A control method of a fuel cell system having a control device, the control method comprising the stages of:

1) driving the system stage: firstly, driving a system;

2) a signal detection phase: after the system is driven, detecting signals through detection components arranged at various positions;

3) a comparison stage: comparing the signal value received from each detecting component with the signal set value set in the control part;

4) a judging stage: judging whether the signal detection value exceeds the specified range of the signal set value; if the signal detection value is not beyond the set range of the signal set value, the driving state of the system is maintained, otherwise, if the signal detection value is beyond the set range of the signal set value, the current driving of the system is stopped, and the warning information of error information is displayed to the outside through the display part.
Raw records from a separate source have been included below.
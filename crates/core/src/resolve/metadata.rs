//! Metadata resolution through the metadata cache.

use super::{ResolveOptions, bounded};
use crate::cache::{CacheStore, Purpose, compute_cache_key};
use crate::provider::MetadataProvider;
use crate::quiet::StderrGuard;
use crate::{Error, LinkMetadata, TargetUrl};

/// Resolve metadata for `url`, consulting the cache before the provider.
///
/// An undecodable cache entry counts as a miss. A failure to persist a fresh
/// result is logged and ignored; only provider failures are returned.
pub async fn resolve_metadata(
    store: &CacheStore, provider: &dyn MetadataProvider, url: &TargetUrl, options: &ResolveOptions,
) -> Result<LinkMetadata, Error> {
    let path = store.path_for(&compute_cache_key(Purpose::Metadata, url.as_str()));

    if options.cache_enabled
        && let Ok(bytes) = store.read(&path).await
    {
        match LinkMetadata::from_cache_bytes(&bytes) {
            Ok(metadata) => {
                tracing::debug!("metadata cache hit for {url}");
                return Ok(metadata);
            }
            Err(e) => tracing::debug!("discarding unreadable metadata entry for {url}: {e}"),
        }
    }

    let metadata = {
        let _quiet = StderrGuard::maybe(options.quiet_provider);
        bounded(options.timeout, "metadata fetch", provider.fetch(url)).await?
    };

    if options.cache_enabled {
        match metadata.to_cache_bytes() {
            Ok(bytes) => {
                if let Err(e) = store.write(&path, &bytes).await {
                    tracing::debug!("could not cache metadata for {url}: {e}");
                }
            }
            Err(e) => tracing::debug!("could not serialize metadata for {url}: {e}"),
        }
    }

    Ok(metadata)
}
The invention has the beneficial effects that: the invention provides a control device of a fuel cell system, which can well regulate the generation amount of electric energy according to the change of load, thereby avoiding unnecessary fuel waste and preventing inconvenience in use caused by insufficient electric energy in advance.

Drawings

Fig. 1 is a connection diagram of a fuel cell system of an embodiment of the invention;

FIG. 2 is a schematic diagram of a fuel cell reactor of the fuel cell system of the present invention;

fig. 3 is a flowchart of a control process ofthe fuel cell system of the invention.

Detailed Description

To achieve the above object, the present invention provides a fuel cell system having a control device, the fuel cell system including: a fuel cell reactor, a fuel supply unit, an air supply unit, an electric power output unit, and a control unit; wherein, two sides of an electrolyte membrane in the fuel cell reactor are respectively provided with a fuel electrode and an air electrode which can supply fuel and air to carry out electrochemical reaction to generate electricity in a laminated way; a fuel supply part having a reformer for reforming the fuel supplied from the fuel supply source and supplying the generated hydrogen gas to the fuel electrode; an air supply part supplies air to the air electrode; the electric energy output part is connected with the fuel cell reactor and outputs electric energy; the electric energy that its control division passes through electric energy output portion output is compared with the whole load that links to each other with electric energy output portion, and then adjusts the supply state of fuel and air, and characterized by includes with the controlling means that the control division is connected: a flow rate detection means, a carbon monoxide detection means, a power detection means, a voltage detection means, and a display unit; wherein the flow rate detection component is arranged on the fuel supply pipe between the fuel supply source of the fuel supply part and the reformer, and is connected with the control part to detect the fuel supply amount; a carbon monoxide detection member disposed on the fuel supply pipe between the fuel cell reactor and the reformer, and connected to the control unit to detect whether the fuel contains carbon monoxide; the power detection component is arranged on the electric energy output part and is connected with the control part to detect the current load; the voltage detection component is arranged at the electric energy output part and is connected with the control part to detect the currently generated electric energy; the display part is set in the output of the control part, and displays error information to inform the outside when the detection signal of each part is beyond the set value.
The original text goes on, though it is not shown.